G. Dexter Blount, of Denver, Colo. (Harry S. Silverstein and David Rosner, both of Denver, Colo., on the brief), for appellees.

Before LEWIS, PHILLIPS, and BRATTON, Circuit Judges.

LEWIS, Circuit Judge (after stating the facts as above).

The case was submitted to the jury on the issue, whether the fire that consumed plaintiffs' house and furnishings — "was due to the negligence of the defendant in that the boiler in question, which the defendant manufactured and put upon the market * * * was negligently and carelessly designed or manufactured in one particular only, in that the smoke hood was not securely fastened to the top of the boiler."

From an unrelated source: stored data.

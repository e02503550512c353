//! Concurrent first-resolution stress tests.
//!
//! Every lazily-cached schema fact is a pure function of immutable
//! metadata, so N threads racing to compute it must all observe the
//! same answer, and the caches must settle exactly once without
//! deadlocking or tearing.

use std::sync::Arc;
use xaml_schema::registry::builder::AssemblyBuilder;
use xaml_schema::registry::corlib;
use xaml_schema::registry::metadata::{AssemblyDef, TypeRef};
use xaml_schema::schema::CollectionKind;
use xaml_schema::{NativeRegistry, XamlSchemaContext};

const THREADS: usize = 16;
const ROUNDS: usize = 50;

fn stress_assembly() -> AssemblyDef {
    AssemblyBuilder::new("Stress")
        .ty("Stress", "Widget", |t| {
            t.extends(corlib::object())
                .implements(TypeRef::named(corlib::IENUMERABLE))
                .constructor(vec![], None)
                .property("Count", corlib::int32(), |p| p.readable().writable())
                .property("Name", corlib::string(), |p| p.readable().writable())
                .method("Add", |m| m.param(corlib::string()).param(corlib::int32()))
                .method("GetTag", |m| {
                    m.static_member().param(corlib::object()).returns(corlib::string())
                })
                .method("SetTag", |m| {
                    m.static_member().param(corlib::object()).param(corlib::string())
                })
        })
        .build()
}

fn fresh_context() -> XamlSchemaContext {
    let registry = Arc::new(NativeRegistry::new());
    registry.load(stress_assembly());
    let ctx = XamlSchemaContext::new(registry);
    ctx.register_namespace("urn:stress", "Stress", "Stress")
        .unwrap();
    ctx
}

#[test]
fn concurrent_first_classification_converges() {
    for _ in 0..ROUNDS {
        let ctx = fresh_context();
        let kinds = std::thread::scope(|scope| {
            let handles: Vec<_> = (0..THREADS)
                .map(|_| {
                    let ctx = &ctx;
                    scope.spawn(move || {
                        let ty = ctx.get_xaml_type("urn:stress", "Widget").unwrap();
                        ty.collection_kind(ctx)
                    })
                })
                .collect();
            handles
                .into_iter()
                .map(|h| h.join().unwrap())
                .collect::<Vec<_>>()
        });
        assert!(kinds.iter().all(|k| *k == CollectionKind::Dictionary));
    }
}

#[test]
fn concurrent_member_resolution_converges() {
    let ctx = fresh_context();
    let ty = ctx.get_xaml_type("urn:stress", "Widget").unwrap();

    std::thread::scope(|scope| {
        for _ in 0..THREADS {
            let ctx = &ctx;
            let ty = ty.clone();
            scope.spawn(move || {
                for _ in 0..ROUNDS {
                    let count = ty.get_member(ctx, "Count");
                    assert!(!count.is_unknown());
                    assert!(count.getter().is_some());

                    let missing = ty.get_member(ctx, "Missing");
                    assert!(missing.is_unknown());

                    let tag = ty.get_attachable_member("Tag").unwrap().unwrap();
                    assert!(tag.getter().is_some());
                    assert!(tag.setter().is_some());

                    let members = ty.get_all_members(ctx);
                    assert_eq!(members.len(), 2);
                }
            });
        }
    });
}

#[test]
fn concurrent_namespace_resolution_returns_one_reflector() {
    let ctx = fresh_context();

    let types = std::thread::scope(|scope| {
        let handles: Vec<_> = (0..THREADS)
            .map(|_| {
                let ctx = &ctx;
                scope.spawn(move || ctx.get_xaml_type("urn:stress", "Widget").unwrap())
            })
            .collect();
        handles
            .into_iter()
            .map(|h| h.join().unwrap())
            .collect::<Vec<_>>()
    });

    // one descriptor, one reflector: all results compare equal and the
    // context holds a single reflector for the type
    for ty in &types {
        assert_eq!(ty, &types[0]);
    }
    assert_eq!(ctx.reflector_count(), 1);
}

The jury was further instructed: "You must further find that the act of the defendant in adopting this particular design was an act itself which was imminently dangerous to the property of those for whose use the boiler was designed and constructed. Otherwise your verdict must be for the defendant." The jury was further instructed that the mere fact that danger might possibly result was insufficient to make the manufacturer liable for injuries, and it must appear that injury would probably result; that if it was caused by the installation or operation of the boiler, or that those two factors contributed directly to the fire which destroyed plaintiffs' property, the finding should be for defendant; that the jury could not find for plaintiffs unless they had proven by a preponderance of the evidence that the direct and proximate cause of the fire was the blowing off of the hood and thereby setting the house on fire.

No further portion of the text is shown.